His good-humored calculations raise a serious point, of course, one which confronts agriculturalists everyday: the difference between what it costs to grow food compared to how it’s priced at the store, in many cases far below a realistic cost for the vagaries of production. For a home gardener (in this case, one who plans to keep his day job at the nearby research institute) it isn’t an issue, but just the number alone exposes a startling gap that is not easily or often explained well, even while we note the obvious: rural towns in decline and family farm business structures that have been forced to change, in some cases, dramatically, to achieve the scale and efficiency to survive economically. This is all happening at the same time as an increasing number of shoppers seem to be demanding a more romantic, sensual, traditional style of food production.


Alexander seems to have inadvertently put his finger on a modern dilemma (Yes, you can have a lovingly raised, lavishly indulged tomato, but it will cost you $64 a pop.) By documenting his own experiences, he reveals the timeless — and time-consuming — nature of the arts of food and agriculture, which are impossible to mass produce without compromising something. Read him to understand why even relatively pricey food is often still a bargain, and find yourself smiling (or chuckling) as you do.

Monday, February 7, 2011

On the beef over taco meat

One of the surprises in the aftermath of a lawsuit alleging that Taco Bell has been using a meat filling made with only 35 percent beef and advertising it as “ground beef” to customers was how many out in the cyber universe heralded the news, saying the less beef in the beef the better. (By definition, ground beef must contain 70 percent ground-up lean to still be considered beef.) When and why did natural nutrient-dense beef take on such a tarnished reputation? What makes consumers think, even for a minute, that soy-based products and other fillers and binding agents are more natural and healthy for the body than actual meat?

While conventional wisdom continues to demonize the saturated fat in animal products and insinuate meat as a morally dubious choice, a few courageous souls have been willing to question that rhetoric. Robert Adkins and Sally Fallin come to mind. More recently, science writer Gary Taubes spent five years researching and writing Good Calories, Bad Calories before coming to the conclusion that climbing rates of obesity and Type 2 diabetes is caused by the “quality and quantity of carbohydrates” in American diets AND the skyrocketing intake of sugar and high fructose corn syrup, which wreaks havoc on insulin, metabolism and fat deposition, thereby changing the whole ecology of the human body. Those are the two biggest changes that have occurred during the last half-century while the obesity epidemic was taking off. He assumes a correlation but also says more studies are needed… critical studies that aren’t getting funded, probably because the theories are unpopular with the powerful processed food industry.

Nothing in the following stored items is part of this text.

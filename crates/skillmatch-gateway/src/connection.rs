use std::sync::atomic::{AtomicBool, Ordering};
use std::sync::{Arc, RwLock};
use std::time::Duration;

use axum::extract::ws::{Message, WebSocket};
use bytes::Bytes;
use futures_util::stream::SplitStream;
use futures_util::{SinkExt, StreamExt};
use jsonwebtoken::{DecodingKey, Validation, decode};
use tokio::sync::broadcast;
use tracing::{info, trace, warn};
use uuid::Uuid;

use skillmatch_types::api::Claims;
use skillmatch_types::events::{Change, GatewayCommand, GatewayEvent, Subscription};

use crate::dispatcher::Dispatcher;

/// Heartbeat interval: server sends a Ping every 15 seconds.
/// If 2 consecutive Pongs are missed (~30s), the connection is dropped.
const HEARTBEAT_INTERVAL: Duration = Duration::from_secs(15);

/// A client that has not identified within this window is closed.
const IDENTIFY_TIMEOUT: Duration = Duration::from_secs(10);

/// Handle a single WebSocket connection: Identify handshake, Ready, then
/// forward subscribed change events until either side goes away.
pub async fn handle_connection(socket: WebSocket, dispatcher: Dispatcher, jwt_secret: String) {
    let (mut sender, mut receiver) = socket.split();

    let user_id = match wait_for_identify(&mut receiver, &jwt_secret).await {
        Some(id) => id,
        None => {
            warn!("WebSocket client failed to identify, closing");
            return;
        }
    };

    info!("{} connected to change feed", user_id);

    let ready = GatewayEvent::Ready { user_id };
    if sender
        .send(Message::Text(serde_json::to_string(&ready).unwrap().into()))
        .await
        .is_err()
    {
        return;
    }

    // Per-connection watched set, replaced wholesale by Subscribe commands
    // (shared between the send and recv tasks).
    let subscriptions: Arc<RwLock<Vec<Subscription>>> = Arc::new(RwLock::new(Vec::new()));
    let recv_subscriptions = subscriptions.clone();

    let mut broadcast_rx = dispatcher.subscribe();

    // Shared flag for heartbeat
    let pong_received = Arc::new(AtomicBool::new(true));
    let pong_flag_send = pong_received.clone();
    let pong_flag_recv = pong_received.clone();

    // Forward matching change events -> client, with heartbeat
    let mut send_task = tokio::spawn(async move {
        let mut heartbeat = tokio::time::interval(HEARTBEAT_INTERVAL);
        heartbeat.tick().await;
        let mut missed_heartbeats: u8 = 0;

        loop {
            tokio::select! {
                result = broadcast_rx.recv() => {
                    let first = match result {
                        Ok(change) => change,
                        Err(broadcast::error::RecvError::Lagged(n)) => {
                            warn!("Change feed receiver lagged by {} events", n);
                            continue;
                        }
                        Err(_) => break,
                    };

                    // Coalesce whatever already queued up: duplicate
                    // (table, op) pairs collapse into one notification,
                    // since consumers refetch rather than apply deltas.
                    let mut pending = vec![first];
                    while let Ok(next) = broadcast_rx.try_recv() {
                        if !pending.contains(&next) {
                            pending.push(next);
                        }
                    }

                    let watched: Vec<Change> = {
                        let subs = subscriptions.read().expect("subscription lock poisoned");
                        pending
                            .into_iter()
                            .filter(|c| subs.iter().any(|s| s.matches(*c)))
                            .collect()
                    };

                    for change in watched {
                        let text = serde_json::to_string(&GatewayEvent::Change(change)).unwrap();
                        if sender.send(Message::Text(text.into())).await.is_err() {
                            return;
                        }
                    }
                }
                _ = heartbeat.tick() => {
                    if pong_flag_send.swap(false, Ordering::SeqCst) {
                        missed_heartbeats = 0;
                    } else {
                        missed_heartbeats += 1;
                        if missed_heartbeats >= 2 {
                            warn!("{} missed two heartbeats, dropping", user_id);
                            break;
                        }
                    }
                    if sender.send(Message::Ping(Bytes::new())).await.is_err() {
                        break;
                    }
                }
            }
        }
    });

    // Client -> server commands
    let mut recv_task = tokio::spawn(async move {
        while let Some(Ok(msg)) = receiver.next().await {
            match msg {
                Message::Text(text) => {
                    let cmd: GatewayCommand = match serde_json::from_str(&text) {
                        Ok(cmd) => cmd,
                        Err(e) => {
                            trace!("ignoring malformed gateway command: {}", e);
                            continue;
                        }
                    };
                    match cmd {
                        GatewayCommand::Subscribe { subscriptions: list } => {
                            trace!("{} watching {} tables", user_id, list.len());
                            *recv_subscriptions
                                .write()
                                .expect("subscription lock poisoned") = list;
                        }
                        // Already authenticated at the handshake
                        GatewayCommand::Identify { .. } => {}
                    }
                }
                Message::Pong(_) => {
                    pong_flag_recv.store(true, Ordering::SeqCst);
                }
                Message::Close(_) => break,
                _ => {}
            }
        }
    });

    // Subscription lifetime equals socket lifetime: whichever task ends
    // first tears the other down.
    tokio::select! {
        _ = &mut send_task => recv_task.abort(),
        _ = &mut recv_task => send_task.abort(),
    }

    info!("{} disconnected from change feed", user_id);
}

/// Step 1 of the handshake: wait for an Identify command carrying a JWT.
async fn wait_for_identify(
    receiver: &mut SplitStream<WebSocket>,
    jwt_secret: &str,
) -> Option<Uuid> {
    let token = tokio::time::timeout(IDENTIFY_TIMEOUT, async {
        while let Some(Ok(msg)) = receiver.next().await {
            if let Message::Text(text) = msg {
                if let Ok(GatewayCommand::Identify { token }) = serde_json::from_str(&text) {
                    return Some(token);
                }
            }
        }
        None
    })
    .await
    .ok()
    .flatten()?;

    let data = decode::<Claims>(
        &token,
        &DecodingKey::from_secret(jwt_secret.as_bytes()),
        &Validation::default(),
    )
    .ok()?;

    Some(data.claims.sub)
}
pub mod auth;
mod convert;
pub mod error;
pub mod messages;
pub mod middleware;
pub mod pitches;
pub mod profiles;
pub mod projects;
pub mod state;

pub use error::ApiError;
pub use state::{AppState, AppStateInner};
//! Prompt dialogs
//!
//! A prompt is a leaf dialog that captures one validated piece of user
//! input. It renders its question, waits, validates what comes back, and
//! either ends with the parsed value or renders a retry and waits again.

use async_trait::async_trait;
use regex::Regex;
use serde::{Deserialize, Serialize};
use serde_json::{json, Value};
use tracing::{debug, info};

use crate::models::Activity;
use crate::state::TurnContext;
use crate::utils::errors::{AgentBuddyError, Result};
use super::instance::{DialogAction, DialogInstance};
use super::registry::Dialog;

const OPTIONS_KEY: &str = "options";
const PHASE_KEY: &str = "phase";
const ATTEMPTS_KEY: &str = "attempts";
const RENDERING_KEY: &str = "rendering";

const AFFIRMATIVE: &[&str] = &["yes", "y", "yep", "yeah", "sure", "ok", "okay", "true"];
const NEGATIVE: &[&str] = &["no", "n", "nope", "nah", "false"];

const TOO_MANY_ATTEMPTS: &str = "Sorry, that didn't work out. Let's try again later.";

#[derive(Debug, Clone, Copy, PartialEq, Eq, Serialize, Deserialize)]
pub enum PromptKind {
    Text,
    Confirm,
    Choice,
}

#[derive(Debug, Clone, Copy, PartialEq, Eq, Serialize, Deserialize)]
#[serde(rename_all = "camelCase")]
pub enum PromptPhase {
    Prompting,
    AwaitingInput,
    Validating,
    Complete,
}

/// Extra checks for text prompts
#[derive(Debug, Clone, Default, PartialEq, Serialize, Deserialize)]
#[serde(rename_all = "camelCase")]
pub struct PromptValidation {
    #[serde(default, skip_serializing_if = "Option::is_none")]
    pub min_length: Option<usize>,
    #[serde(default, skip_serializing_if = "Option::is_none")]
    pub max_length: Option<usize>,
    #[serde(default, skip_serializing_if = "Option::is_none")]
    pub pattern: Option<String>,
    /// Sent instead of the default retry text when validation fails
    #[serde(default, skip_serializing_if = "Option::is_none")]
    pub error_message: Option<String>,
}

#[derive(Debug, Clone, Default, PartialEq, Serialize, Deserialize)]
#[serde(rename_all = "camelCase")]
pub struct PromptOptions {
    #[serde(default)]
    pub prompt: String,
    #[serde(default, skip_serializing_if = "Option::is_none")]
    pub retry_prompt: Option<String>,
    #[serde(default, skip_serializing_if = "Vec::is_empty")]
    pub choices: Vec<String>,
    #[serde(default, skip_serializing_if = "Option::is_none")]
    pub validation: Option<PromptValidation>,
    /// Invalid inputs tolerated before giving up; overrides the dialog default
    #[serde(default, skip_serializing_if = "Option::is_none")]
    pub max_attempts: Option<u32>,
}

impl PromptOptions {
    pub fn new(prompt: impl Into<String>) -> Self {
        Self {
            prompt: prompt.into(),
            ..Self::default()
        }
    }

    pub fn with_retry_prompt(mut self, retry_prompt: impl Into<String>) -> Self {
        self.retry_prompt = Some(retry_prompt.into());
        self
    }

    pub fn with_choices<I, S>(mut self, choices: I) -> Self
    where
        I: IntoIterator<Item = S>,
        S: Into<String>,
    {
        self.choices = choices.into_iter().map(Into::into).collect();
        self
    }

    pub fn with_validation(mut self, validation: PromptValidation) -> Self {
        self.validation = Some(validation);
        self
    }

    pub fn with_max_attempts(mut self, max_attempts: u32) -> Self {
        self.max_attempts = Some(max_attempts);
        self
    }

    fn from_value(options: Value) -> Result<Self> {
        let options: Self = match options {
            Value::Null => Self::default(),
            Value::String(prompt) => Self::new(prompt),
            other => serde_json::from_value(other)?,
        };
        if options.max_attempts == Some(0) {
            return Err(AgentBuddyError::Config(
                "Prompt max attempts must be greater than 0 when set".to_string(),
            ));
        }
        Ok(options)
    }
}

/// Parse a yes/no answer, ignoring case and surrounding whitespace
pub fn parse_confirm(input: &str) -> Option<bool> {
    let token = input.trim().to_lowercase();
    if AFFIRMATIVE.contains(&token.as_str()) {
        Some(true)
    } else if NEGATIVE.contains(&token.as_str()) {
        Some(false)
    } else {
        None
    }
}

/// Index and text of the choice `input` names, compared case-insensitively
pub fn parse_choice<'c>(input: &str, choices: &'c [String]) -> Option<(usize, &'c str)> {
    let input = input.trim().to_lowercase();
    choices
        .iter()
        .enumerate()
        .find(|(_, choice)| choice.to_lowercase() == input)
        .map(|(index, choice)| (index, choice.as_str()))
}

/// A single-shot input prompt
#[derive(Debug, Clone)]
pub struct PromptDialog {
    id: String,
    kind: PromptKind,
    max_attempts: Option<u32>,
}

Taubes is scheduled to appear Wednesday evening at the Tattered Cover Bookstore in Denver on Colfax to sign and talk about his latest book, Why We Get Fat: And What To Do About It. He describes it as a shorter, less science dense instruction manual that builds on the research laid out in his previous book. In my opinion, Good Calories, Bad Calories is totally absorbing, a refreshing contrast to all the glib over-simplistic diet advice that’s out there. For one thing, he disputes the calories-in, calories-out theory that insists if we just ate less and worked out harder and more often we could keep our weight down. Instead of resorting to starvation and wearing out our joints, he argues we need to look more critically at WHAT we eat. Reducing carbohydrates allows us to increase meat, with its high quality protein and healthy fats, and still enjoy a sensation of satiation. Yes, meat tends to be more expensive, more difficult to prepare and some would argue less addictive, all reasons carbs make up an increasingly higher percentage of our diets.

A journalist, Taubes claims he started his research with no preconceived ideas or agenda, and his conclusions make for extremely important food for thought. His willingness to dig deeper is a reminder to beware the dangers of oversimplification or of looking for a one-size-fits-all magic bullet when it comes to improving our health.